**Problem to solve:**
Output exactly, with nothing added, the entries from the first line through the line with "or kind names".

..........

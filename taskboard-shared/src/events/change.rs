/// Row change notifications
///
/// A [`ChangeEvent`] says that a row in one of the `tasks`, `users` or
/// `comments` tables was inserted, updated or deleted. Subscribers describe
/// what they want with a [`ChannelSpec`]: a table, an optional column filter
/// in PostgREST syntax (`task_id=eq.<uuid>`), and an optional event kind.
///
/// # Example
///
/// ```
/// use taskboard_shared::events::change::{ChangeEvent, ChangeKind, ChannelSpec, ColumnFilter, Table};
/// use serde_json::json;
///
/// # fn example() -> Result<(), Box<dyn std::error::Error>> {
/// let spec = ChannelSpec::new(Table::Comments)
///     .filter(ColumnFilter::eq("task_id", 42))
///     .kind(ChangeKind::Insert);
///
/// let event = ChangeEvent::new(Table::Comments, ChangeKind::Insert, json!({"task_id": "42"}));
/// assert!(spec.matches(&event));
/// # Ok(())
/// # }
/// ```

use chrono::{DateTime, Utc};
use serde::{Deserialize, Serialize};
use serde_json::Value as JsonValue;
use std::fmt;
use std::str::FromStr;

/// Error for unknown table or kind names
#[derive(Debug, Clone, PartialEq, Eq, thiserror::Error)]
pub enum ChannelParseError {
    #[error("unknown table: {0}")]
    UnknownTable(String),

    #[error("unknown change kind: {0}")]
    UnknownKind(String),
}

/// Tables that publish change events
#[derive(Debug, Clone, Copy, PartialEq, Eq, Hash, Serialize, Deserialize)]
#[serde(rename_all = "lowercase")]
pub enum Table {
    Tasks,
    Users,
    Comments,
}

impl Table {
    pub fn as_str(&self) -> &'static str {
        match self {
            Table::Tasks => "tasks",
            Table::Users => "users",
            Table::Comments => "comments",
        }
    }
}

impl fmt::Display for Table {
    fn fmt(&self, f: &mut fmt::Formatter<'_>) -> fmt::Result {
        f.write_str(self.as_str())
    }
}

impl FromStr for Table {
    type Err = ChannelParseError;

    fn from_str(s: &str) -> Result<Self, Self::Err> {
        match s {
            "tasks" => Ok(Table::Tasks),
            "users" => Ok(Table::Users),
            "comments" => Ok(Table::Comments),
            other => Err(ChannelParseError::UnknownTable(other.to_string())),
        }
    }
}

/// Row operation that produced an event
#[derive(Debug, Clone, Copy, PartialEq, Eq, Hash, Serialize, Deserialize)]
#[serde(rename_all = "UPPERCASE")]
pub enum ChangeKind {
    Insert,
    Update,
    Delete,
}

impl ChangeKind {
    pub fn as_str(&self) -> &'static str {
        match self {
            ChangeKind::Insert => "INSERT",
            ChangeKind::Update => "UPDATE",
            ChangeKind::Delete => "DELETE",
        }
    }
}

impl fmt::Display for ChangeKind {
    fn fmt(&self, f: &mut fmt::Formatter<'_>) -> fmt::Result {
        f.write_str(self.as_str())
    }
}

impl FromStr for ChangeKind {
    type Err = ChannelParseError;

    fn from_str(s: &str) -> Result<Self, Self::Err> {
        match s.to_ascii_uppercase().as_str() {
            "INSERT" => Ok(ChangeKind::Insert),
            "UPDATE" => Ok(ChangeKind::Update),
            "DELETE" => Ok(ChangeKind::Delete),
            _ => Err(ChannelParseError::UnknownKind(s.to_string())),
        }
    }
}

/// One row change
///
/// `record` is the row after the change, or the removed row for deletes.
#[derive(Debug, Clone, PartialEq, Serialize, Deserialize)]
pub struct ChangeEvent {
    pub table: Table,
    pub kind: ChangeKind,
    pub record: JsonValue,
    pub ts: DateTime<Utc>,
}

impl ChangeEvent {
    /// Event stamped with the current time
    pub fn new(table: Table, kind: ChangeKind, record: JsonValue) -> Self {
        Self {
            table,
            kind,
            record,
            ts: Utc::now(),
        }
    }

    /// Event for a serializable row
    pub fn for_row<T: Serialize>(
        table: Table,
        kind: ChangeKind,
        row: &T,
    ) -> Result<Self, serde_json::Error> {
        Ok(Self::new(table, kind, serde_json::to_value(row)?))
    }

    /// Column value rendered the way filters compare it
    ///
    /// Strings compare raw, numbers and booleans by their JSON text; null or
    /// missing columns yield `None`.
    pub fn column(&self, name: &str) -> Option<String> {
        match self.record.get(name)? {
            JsonValue::Null => None,
            JsonValue::String(s) => Some(s.clone()),
            other => Some(other.to_string()),
        }
    }
}

/// Equality filter on one column, written `column=eq.value`
#[derive(Debug, Clone, PartialEq, Eq, Hash)]
pub struct ColumnFilter {
    pub column: String,
    pub value: String,
}

impl ColumnFilter {
    pub fn eq(column: impl Into<String>, value: impl ToString) -> Self {
        Self {
            column: column.into(),
            value: value.to_string(),
        }
    }

    pub fn matches(&self, event: &ChangeEvent) -> bool {
        event.column(&self.column).as_deref() == Some(self.value.as_str())
    }
}

impl fmt::Display for ColumnFilter {
    fn fmt(&self, f: &mut fmt::Formatter<'_>) -> fmt::Result {
        write!(f, "{}=eq.{}", self.column, self.value)
    }
}

/// What a subscriber wants to hear about
#[derive(Debug, Clone, PartialEq, Eq, Hash)]
pub struct ChannelSpec {
    pub table: Table,
    pub filter: Option<ColumnFilter>,
    pub kind: Option<ChangeKind>,
}

impl ChannelSpec {
    /// Every event on `table`
    pub fn new(table: Table) -> Self {
        Self {
            table,
            filter: None,
            kind: None,
        }
    }

    pub fn filter(mut self, filter: ColumnFilter) -> Self {
        self.filter = Some(filter);
        self
    }

    pub fn kind(mut self, kind: ChangeKind) -> Self {
        self.kind = Some(kind);
        self
    }

    pub fn matches(&self, event: &ChangeEvent) -> bool {
        event.table == self.table
            && self.kind.map_or(true, |kind| kind == event.kind)
            && self.filter.as_ref().map_or(true, |f| f.matches(event))
    }

    /// Human-readable channel name, e.g. `comments:task_id=eq.7:INSERT`
    pub fn topic(&self) -> String {
        let mut topic = self.table.to_string();
        if let Some(filter) = &self.filter {
            topic.push(':');
            topic.push_str(&filter.to_string());
        }
        if let Some(kind) = self.kind {
            topic.push(':');
            topic.push_str(kind.as_str());
        }
        topic
    }
}

#[cfg(test)]
mod tests {
    use super::*;
    use serde_json::json;

    fn comment_event(task_id: &str, kind: ChangeKind) -> ChangeEvent {
        ChangeEvent::new(
            Table::Comments,
            kind,
            json!({"id": "c1", "task_id": task_id, "comment": "hi"}),
        )
    }

    #[test]
    fn test_filter_renders_eq_syntax() {
        let filter = ColumnFilter::eq("assigned_to", "ana@example.com");
        assert_eq!(filter.to_string(), "assigned_to=eq.ana@example.com");
        assert!(filter.matches(&ChangeEvent::new(
            Table::Tasks,
            ChangeKind::Update,
            json!({"assigned_to": "ana@example.com"}),
        )));
    }

    #[test]
    fn test_spec_matches_table_filter_and_kind() {
        let spec = ChannelSpec::new(Table::Comments)
            .filter(ColumnFilter::eq("task_id", "t1"))
            .kind(ChangeKind::Insert);

        assert!(spec.matches(&comment_event("t1", ChangeKind::Insert)));
        assert!(!spec.matches(&comment_event("t2", ChangeKind::Insert)));
        assert!(!spec.matches(&comment_event("t1", ChangeKind::Delete)));

        let task_event = ChangeEvent::new(Table::Tasks, ChangeKind::Insert, json!({"task_id": "t1"}));
        assert!(!spec.matches(&task_event));
    }

    #[test]
    fn test_unfiltered_spec_matches_everything_on_table() {
        let spec = ChannelSpec::new(Table::Tasks);
        for kind in [ChangeKind::Insert, ChangeKind::Update, ChangeKind::Delete] {
            assert!(spec.matches(&ChangeEvent::new(Table::Tasks, kind, json!({}))));
        }
    }

    #[test]
    fn test_column_rendering() {
        let event = ChangeEvent::new(
            Table::Tasks,
            ChangeKind::Update,
            json!({"title": "x", "n": 3, "done": false, "due_date": null}),
        );
        assert_eq!(event.column("title").as_deref(), Some("x"));
        assert_eq!(event.column("n").as_deref(), Some("3"));
        assert_eq!(event.column("done").as_deref(), Some("false"));
        assert_eq!(event.column("due_date"), None);
        assert_eq!(event.column("missing"), None);
    }

    #[test]
    fn test_topic() {
        let spec = ChannelSpec::new(Table::Comments)
            .filter(ColumnFilter::eq("task_id", "7"))
            .kind(ChangeKind::Insert);
        assert_eq!(spec.topic(), "comments:task_id=eq.7:INSERT");
        assert_eq!(ChannelSpec::new(Table::Tasks).topic(), "tasks");
    }

    #[test]
    fn test_kind_parse_is_case_insensitive() {
        assert_eq!("insert".parse::<ChangeKind>().unwrap(), ChangeKind::Insert);
        assert_eq!("DELETE".parse::<ChangeKind>().unwrap(), ChangeKind::Delete);
        assert!("upsert".parse::<ChangeKind>().is_err());
    }
}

..........

**Output below:**
filename taskboard-shared/src/events/change.rs
/// Row change notifications
///
/// A [`ChangeEvent`] says that a row in one of the `tasks`, `users` or
/// `comments` tables was inserted, updated or deleted. Subscribers describe
/// what they want with a [`ChannelSpec`]: a table, an optional column filter
/// in PostgREST syntax (`task_id=eq.<uuid>`), and an optional event kind.
///
/// # Example
///
/// ```
/// use taskboard_shared::events::change::{ChangeEvent, ChangeKind, ChannelSpec, ColumnFilter, Table};
/// use serde_json::json;
///
/// # fn example() -> Result<(), Box<dyn std::error::Error>> {
/// let spec = ChannelSpec::new(Table::Comments)
///     .filter(ColumnFilter::eq("task_id", 42))
///     .kind(ChangeKind::Insert);
///
/// let event = ChangeEvent::new(Table::Comments, ChangeKind::Insert, json!({"task_id": "42"}));
/// assert!(spec.matches(&event));
/// # Ok(())
/// # }
/// ```

use chrono::{DateTime, Utc};
use serde::{Deserialize, Serialize};
use serde_json::Value as JsonValue;
use std::fmt;
use std::str::FromStr;

/// Error for unknown table or kind names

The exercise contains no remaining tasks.